Testimonio Sacerdotal: Francisco Ruiz Redondo
53 AÑOS EN BUITRAGO
D. Francisco Ruiz Redondo, llegó como cura a Buitrago el 29 de Junio de 1.956, lo normal, en esa época en ese destino de la “sierra pobre de Madrid” es que estuviera dos o tres años como máximo, pero en d. Francisco no se cumple esto y lleva en Buitrago 53 años.
Siempre se ha mantenido activo y nunca ha bajado la guardia. El pueblo en sus comienzos era un pueblo rudo, austero, crítico y negativo, para el que todo estaba mal, todo lo que iba ha hacer estaba mal, no servía y lo mejor era no hacer nada, menos mal que no les hizo caso.
Destacó por sus luchas contra la pobreza, la falta de educación y formación, la desocupación, la exclusión social y por la dignidad de la mujer, de los niños, los ancianos, etc., en la época en que no se hablaba de los derechos humanos, y menos de los de niños ó mujeres.
Sin dejar su labor apostólica, se vuelca en la labor social, aunque eso le acarree que algunos piensen que esta “loco”.
Piensa que la Formación profesional es un buen instrumento para dar soluciones a este pueblo.

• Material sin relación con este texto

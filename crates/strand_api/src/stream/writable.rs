//! `WritableStream`, its controller and default writer.
//!
//! Writes are serialized: the sink's `write` is not invoked for the next
//! chunk until the promise returned for the previous one settles.
//! Backpressure surfaces through the writer's `ready` promise, which is
//! pending exactly while `desiredSize <= 0`.
//!
//! More information:
//!  - [WHATWG Streams specification][spec]
//!
//! [spec]: https://streams.spec.whatwg.org/#ws-model

use std::collections::VecDeque;

use boa_engine::{
    js_string,
    object::{
        builtins::{JsFunction, JsPromise},
        JsObject,
    },
    property::Attribute,
    Context, JsArgs, JsError, JsNativeError, JsResult, JsValue, NativeFunction,
};
use boa_gc::{custom_trace, Finalize, Trace};
use strand_core::{
    native::{
        register_global_class, Accessor, ClassBuilder, JsNativeObject, NativeClass,
    },
    promise::Deferred,
};

use super::{
    callback, promise_resolved_with, promise_then, readable::callable_prop,
    QueuingStrategy,
};

#[derive(Clone, Copy, PartialEq, Eq, Debug)]
pub enum WritableState {
    Writable,
    Erroring,
    Errored,
    Closed,
}

pub struct UnderlyingSink {
    this: JsValue,
    start: Option<JsFunction>,
    write: Option<JsFunction>,
    close: Option<JsFunction>,
    abort: Option<JsFunction>,
}

impl UnderlyingSink {
    pub fn empty() -> Self {
        Self {
            this: JsValue::undefined(),
            start: None,
            write: None,
            close: None,
            abort: None,
        }
    }

    /// A host-backed sink built from native callables.
    pub fn native(
        write: Option<JsFunction>,
        close: Option<JsFunction>,
        abort: Option<JsFunction>,
    ) -> Self {
        Self {
            this: JsValue::undefined(),
            start: None,
            write,
            close,
            abort,
        }
    }

    pub fn from_object(sink: &JsObject, context: &mut Context) -> JsResult<Self> {
        Ok(Self {
            this: sink.clone().into(),
            start: callable_prop(sink, "start", context)?,
            write: callable_prop(sink, "write", context)?,
            close: callable_prop(sink, "close", context)?,
            abort: callable_prop(sink, "abort", context)?,
        })
    }
}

Con la ayuda de algunos profesionales del pueblo empieza a crear estas escuelas de formación profesional, para ir formando a los jóvenes y a los menos jóvenes del pueblo con el fin de que tengan un trabajo digno, con gran tesón y prácticamente sin ayudas oficiales, aunque con muchos viajes a Madrid, haciendo “auto stop”, va consiguiendo que sus proyectos salgan adelante, hasta formar unas autenticas escuelas de formación profesional, que posteriormente cede a Caja Madrid.
En estos años duros pide la colaboración a las religiosas de Mª Inmaculada, para que también las mujeres tengan su formación, y con la colaboración de ellas poderlas ayudar a crearse un puesto en la sociedad.
A finales de los años 70 y principios de los 80, crea una residencia para ancianos, siendo rector-administrador hasta el año 1989, en que la cede a la Comunidad de Madrid, siendo esta la primera residencia que tiene la comunidad en la región.
En los años 80, se da cuenta de que tanto en el pueblo como en la comarca quedan jóvenes a los que el llama “especiales”, son aquellos que no quieren estudiar, y para ellos crea las escuelas de oficios San Francisco de Asís, esta escuela la pasa al pueblo de San Mames.
En 1978, se le hunde el techo de la Iglesia y entonces piensa que todos los trabajos (de fontanería, electricidad, carpintería, etc.) los hagan los alumnos de la escuela de oficios.
Crea un coro mixto, hoy reconocido como la Coral de Santa Mª del Castillo.
Casi siempre nos fijamos en lo superficial pero D. Francisco, ha dejado con su actitud, sus hechos y sus obras, una gran huella. Aunque en algunas ocasiones ha aparecido más un agente social que un ministro religioso, pero solo aparentemente, en el fondo lo que ha hecho es encarnar en si mismo el espíritu evangélico. Sin descuidar en ningún momento sus funciones como sacerdote.
Lo que el cura de Buitrago ha puesto en práctica durante toda su vida es algo muy simple, no es ni más ni menos que seguir “las bienaventuranzas”.
A punto de cumplir sus ochenta años y en plena forma este cura sigue cumpliendo con su deber de evangelizar que para él es el sentido de su vida.